The polymerase chain reaction (PCR) followed by immediate sequencing of the generated uncloned DNA fragments have been performed on total DNA extracted of tissues of marine animals showing lesions suspicious of viral activity. DNA was extracted from tissues such as brain, lung and genitals and from fibropapillomas of stranded marine animals from the Clearwater Marine Aquarium, Dolphins Plus and Mote Marine Laboratory.
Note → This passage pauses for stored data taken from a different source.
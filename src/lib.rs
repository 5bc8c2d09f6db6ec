//! A retained 2D scene graph with incremental updates.
//!
//! [`SceneGraph`] owns a tree of [`Node`]s. Property setters only record
//! what became stale; [`SceneGraph::update`] then recomputes world and
//! render contexts, scissors and culling for the dirty parts of the tree,
//! and [`SceneGraph::render`] reports the visible quads in draw order to a
//! [`RenderSink`]. Subtrees can be rendered to offscreen targets obtained
//! from a [`RenderTargetPool`] and z-indexed nodes are drawn out of tree
//! order within their z-context.
//!
//! ```
//! use strata::prelude::*;
//!
//! let mut scene = SceneGraph::with_default_pool(SceneConfig::default());
//! let root = scene.root();
//! let node = scene.create_node();
//! scene.add_child(root, node);
//! scene.set_position(node, 10.0, 20.0);
//! scene.set_texture(node, Some(Texture::image(TextureId(1), 64.0, 64.0)));
//!
//! let mut sink = RecordingSink::new();
//! let stats = scene.frame(&mut sink);
//! assert_eq!(stats.quads, 1);
//! assert_eq!(scene.world_coords(node, 0.0, 0.0), (10.0, 20.0));
//! ```

pub mod backend;
pub mod config;
pub mod context;
pub mod error;
pub mod geometry;
pub mod layout;
pub mod node;
pub mod owner;
pub mod render_state;
pub mod scene;
pub mod stats;
pub mod texture;
pub mod texturizer;
pub mod tree;

pub use backend::{
    RenderTarget, RenderTargetPool, RenderTargetRef, TexturePool, TexturePoolConfig,
    TexturePoolStats,
};
pub use config::SceneConfig;
pub use context::Context;
pub use error::{SceneError, SceneResult};
pub use geometry::{BoundsMargin, Color, Rect};
pub use node::{Node, OutOfBounds, RecalcFlags};
pub use render_state::{Quad, RecordingSink, RenderCommand, RenderSink, ShaderId};
pub use scene::SceneGraph;
pub use stats::FrameStats;
pub use texture::{QuadTexture, ResultTexture, Texture, TextureId};
pub use tree::NodeId;

pub mod prelude {
    pub use crate::backend::{RenderTargetPool, TexturePool, TexturePoolConfig};
    pub use crate::geometry::{BoundsMargin, Color, Rect};
    pub use crate::layout::{FlexLayout, RelativeFn};
    pub use crate::node::{OutOfBounds, RecalcFlags};
    pub use crate::owner::NodeOwner;
    pub use crate::render_state::{
        Quad, RecordingSink, RenderCommand, RenderSink, RenderTextureInfo, RenderTextureOutcome,
        ShaderId,
    };
    pub use crate::texture::{QuadTexture, Texture, TextureId};
    pub use crate::{FrameStats, NodeId, SceneConfig, SceneGraph};
}
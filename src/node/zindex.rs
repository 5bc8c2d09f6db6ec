//! Z-context bookkeeping.
//!
//! Nodes with a nonzero z-index are drawn out of tree order. Each one
//! registers with its nearest z-context ancestor (`z_parent`), which keeps
//! them in a sorted list. Removal from that list is lazy: leaving a context
//! only flags it for a re-sort, and the sort drops entries that no longer
//! belong there.

use std::cmp::Ordering;

use super::RENDER_UPDATE_MINOR;
use crate::scene::SceneGraph;
use crate::tree::{NodeId, Tree};

/// Sort key of a z-indexed entry: z-index first, then tree order.
fn z_order(nodes: &Tree, a: NodeId, b: NodeId) -> Ordering {
    let (na, nb) = (&nodes[a], &nodes[b]);
    na.z_index
        .cmp(&nb.z_index)
        .then(na.update_tree_order.cmp(&nb.update_tree_order))
}

fn push_unique(list: &mut Vec<NodeId>, id: NodeId) {
    if list.last() != Some(&id) {
        list.push(id);
    }
}

impl SceneGraph {
    /// Nearest z-context at or above `id`.
    pub fn find_z_context(&self, id: NodeId) -> NodeId {
        let mut current = id;
        loop {
            let node = &self.nodes[current];
            match node.parent {
                Some(parent) if !node.is_z_context() => current = parent,
                _ => return current,
            }
        }
    }

    pub fn is_z_context(&self, id: NodeId) -> bool {
        self.nodes[id].is_z_context()
    }

    pub fn set_z_index(&mut self, id: NodeId, z_index: i32) {
        let node = &self.nodes[id];
        let previous = node.z_index;
        if previous == z_index {
            return;
        }
        self.mark_render_updates(id, RENDER_UPDATE_MINOR);

        if previous != 0 && z_index != 0 {
            // Same context, new position in its list.
            let node = &mut self.nodes[id];
            node.z_index = z_index;
            node.z_index_resort = true;
            if let Some(z_parent) = node.z_parent {
                self.enable_z_sort(z_parent, false);
            }
            return;
        }

        let node = &self.nodes[id];
        let was_z_context = node.is_z_context();
        let parent = node.parent;
        if previous != 0 {
            self.set_z_parent(id, None);
        }
        self.nodes[id].z_index = z_index;
        if z_index != 0
            && let Some(parent) = parent
        {
            let context = self.find_z_context(parent);
            self.set_z_parent(id, Some(context));
        }

        if was_z_context != self.nodes[id].is_z_context() {
            if self.nodes[id].is_z_context() {
                let previous_context = parent.map(|p| self.find_z_context(p));
                self.enable_z_context(id, previous_context);
            } else {
                self.disable_z_context(id);
            }
        }
        self.nodes[id].z_index_resort = true;
    }

    /// Make a node a z-context even with a zero z-index.
    pub fn set_force_z_context(&mut self, id: NodeId, force: bool) {
        let node = &mut self.nodes[id];
        if node.force_z_context == force {
            return;
        }
        let was_z_context = node.is_z_context();
        node.force_z_context = force;
        let parent = node.parent;
        let is_z_context = node.is_z_context();
        if was_z_context != is_z_context {
            if is_z_context {
                let previous_context = parent.map(|p| self.find_z_context(p));
                self.enable_z_context(id, previous_context);
            } else {
                self.disable_z_context(id);
            }
            self.mark_render_updates(id, RENDER_UPDATE_MINOR);
        }
    }

    /// Move a z-indexed node from its current context to `z_parent`.
    pub(crate) fn set_z_parent(&mut self, id: NodeId, z_parent: Option<NodeId>) {
        let previous = self.nodes[id].z_parent;
        if previous == z_parent {
            return;
        }

        if let Some(old) = previous
            && let Some(context) = self.nodes.get_mut(old)
        {
            context.z_context_usage = context.z_context_usage.saturating_sub(1);
            if context.z_context_usage == 0 {
                context.z_indexed_children.clear();
                context.z_sort = false;
            } else {
                // The stale entry is only dropped by a sort.
                self.enable_z_sort(old, true);
            }
        }

        if let Some(new) = z_parent {
            let context = &mut self.nodes[new];
            context.z_context_usage += 1;
            context.z_indexed_children.push(id);
            self.enable_z_sort(new, false);
        }

        let node = &mut self.nodes[id];
        node.z_parent = z_parent;
        node.z_index_resort = true;
    }

    /// Request a sort of a context's list before it is next rendered.
    ///
    /// A forced sort also happens when the context is not reached by the
    /// render pass, so that stale entries do not linger in culled branches.
    pub(crate) fn enable_z_sort(&mut self, context: NodeId, force: bool) {
        let node = &mut self.nodes[context];
        if node.z_context_usage == 0 {
            return;
        }
        node.z_sort = true;
        if force && !self.forced_z_sorts.contains(&context) {
            self.forced_z_sorts.push(context);
        }
    }

    /// Z-indexed descendants registered with the context above `id`: the
    /// descent stops at nested z-contexts, which track their own.
    pub(crate) fn collect_z_region(&self, id: NodeId) -> Vec<NodeId> {
        let mut region = Vec::new();
        let mut stack: Vec<NodeId> = self.nodes[id].children.iter().rev().copied().collect();
        while let Some(current) = stack.pop() {
            let node = &self.nodes[current];
            if node.z_index != 0 {
                region.push(current);
            } else if !node.is_z_context() {
                stack.extend(node.children.iter().rev());
            }
        }
        region
    }

    /// `id` became a z-context: take over the z-indexed descendants that
    /// were registered with `previous`.
    pub(crate) fn enable_z_context(&mut self, id: NodeId, previous: Option<NodeId>) {
        // Collected up front: moving entries mutates the lists being walked.
        let region = self.collect_z_region(id);
        if !region.is_empty() {
            log::trace!("{:?} takes over {} z-indexed nodes from {:?}", id, region.len(), previous);
        }
        for entry in region {
            debug_assert_eq!(
                self.nodes[entry].z_parent, previous,
                "z-indexed node {:?} registered with an unexpected context",
                entry
            );
            self.set_z_parent(entry, Some(id));
        }
    }

    /// `id` stopped being a z-context: hand its entries to the context above.
    pub(crate) fn disable_z_context(&mut self, id: NodeId) {
        let Some(parent) = self.nodes[id].parent else {
            debug_assert!(false, "{:?} without parent is always a z-context", id);
            return;
        };
        let target = self.find_z_context(parent);

        // Copied: set_z_parent pushes into and clears lists.
        let entries: Vec<NodeId> = self.nodes[id]
            .z_indexed_children
            .iter()
            .copied()
            .filter(|&entry| self.nodes.get(entry).is_some_and(|n| n.z_parent == Some(id)))
            .collect();
        if !entries.is_empty() {
            log::trace!("{:?} hands {} z-indexed nodes to {:?}", id, entries.len(), target);
        }
        for entry in entries {
            self.set_z_parent(entry, Some(target));
        }

        let node = &mut self.nodes[id];
        debug_assert_eq!(node.z_context_usage, 0, "z-context usage leaked on {:?}", id);
        node.z_indexed_children.clear();
        node.z_context_usage = 0;
        node.z_sort = false;
    }

    /// Re-register the z-indexed descendants of a non-context node that
    /// moved from one context to another.
    pub(crate) fn transfer_z_region(&mut self, id: NodeId, to: NodeId) {
        for entry in self.collect_z_region(id) {
            self.set_z_parent(entry, Some(to));
        }
    }

    /// Flag the z-indexed nodes in and below `id` for re-placement, e.g.
    /// after `id` moved among its siblings.
    pub(crate) fn flag_z_resort(&mut self, id: NodeId) {
        let node = &self.nodes[id];
        let entries = if node.z_index != 0 {
            vec![id]
        } else if node.is_z_context() {
            Vec::new()
        } else {
            self.collect_z_region(id)
        };
        for entry in entries {
            let node = &mut self.nodes[entry];
            node.z_index_resort = true;
            if let Some(z_parent) = node.z_parent {
                self.enable_z_sort(z_parent, true);
            }
        }
    }

    /// Bring a context's list up to date without a full sort.
    ///
    /// Entries that are still registered here and not flagged keep their
    /// relative order. Flagged entries are sorted by `(z_index, tree order)`
    /// and merged in with the same ordering. Entries that left the context
    /// are dropped, and an entry never appears twice.
    pub fn sort_z_indexed_children(&mut self, context: NodeId) {
        let list = std::mem::take(&mut self.nodes[context].z_indexed_children);
        let mut kept = Vec::with_capacity(list.len());
        let mut resort = Vec::new();
        for entry in list {
            let Some(node) = self.nodes.get(entry) else {
                continue;
            };
            if node.z_parent != Some(context) {
                continue;
            }
            if node.z_index_resort {
                resort.push(entry);
            } else {
                kept.push(entry);
            }
        }
        for &entry in &resort {
            self.nodes[entry].z_index_resort = false;
        }

        let nodes = &self.nodes;
        resort.sort_by(|&a, &b| z_order(nodes, a, b).then(a.cmp(&b)));
        resort.dedup();

        let mut merged = Vec::with_capacity(kept.len() + resort.len());
        let (mut i, mut j) = (0, 0);
        while i < kept.len() && j < resort.len() {
            if z_order(nodes, kept[i], resort[j]) != Ordering::Greater {
                push_unique(&mut merged, kept[i]);
                i += 1;
            } else {
                push_unique(&mut merged, resort[j]);
                j += 1;
            }
        }
        for &entry in kept[i..].iter().chain(&resort[j..]) {
            push_unique(&mut merged, entry);
        }

        let node = &mut self.nodes[context];
        node.z_indexed_children = merged;
        node.z_sort = false;
        self.stats.z_sorts += 1;
    }

    /// Sort the contexts queued for a forced sort.
    pub(crate) fn process_forced_z_sorts(&mut self) {
        for context in std::mem::take(&mut self.forced_z_sorts) {
            if self.nodes.get(context).is_some_and(|n| n.z_sort) {
                self.sort_z_indexed_children(context);
            }
        }
    }
}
Oligonucleotide primers designed from conserved sequences of herpesviruses allowed the demonstration in the brain of a striped dolphin (Stenella coeruleoalba) and the lung and genital lesion of a bottlenose dolphin (Tursiops truncatus) of a 346-bp fragment whose sequences seemed to correspond to that of the large subunit of the ribonucleotide reductase (RR) gene of herpesviruses. These fragments showed 99% nucleotide homology and 98% amino acid homology to each other. The fragment amplified from the brain of the striped dolphin showed 52%, 50%, 49%, 47%, 44%, 43% amino acid homology, respectively, with the RR sequence of EHV-4, PRV, EHV-1, HSV-2, BHV-2, and HSV-1. The DNA fragments amplified from the bottlenose dolphin genital lesion and lung had 52%, 50%, 49%, 49%, 47%, 45%, 43% amino acid homology, respectively, with EHV-4, PRV, EHV-1, FeHV-1, HSV-2, BHV-2, and HSV-1. PCR amplification of total DNA from the genital lesion using primers based on genomic sequences of serotype 3 herpes virus of turkeys amplified a fragment of approximately 1.4 Kb. This fragment showed 48.5% homology with the IE2 gene of human herpesvirus 6. Consensus primers designed from the L1 gene of papillomaviruses amplified a 154-bp DNA fragment from a fibropapilloma excised from a Kemp's ridley sea turtle (Lepidochelys kempi) that showed 96% nucleotide homology with a 178-bp amplicon obtained from fibropapillomatous tissue from a green sea turtle (Chelonia mydas).¹ This sequence showed nucleotide homologies ranging from 36%-42.8% with the L1 gene of mammalian papillomaviruses and 46% with the E2 gene of bovine papillomavirus type 1. The utilization of consensus primers in PCR and RT-PCR amplification of viral sequences from nucleic acids extracted from tissues of aquatic animals provides a rapid and sensitive alternative to virus isolation in the diagnosis of viral infections.

References

1.  Lu Y, AA Aguirre, TM Work, GH Balazs, VR Nerurkar, R Yanagihara. 2000. Identification of a small, naked virus in tumor-like aggregates in cell lines derived from a green turtle, Chelonia mydas, with fibropapillomas. Journal of Virological Methods 86:25-33.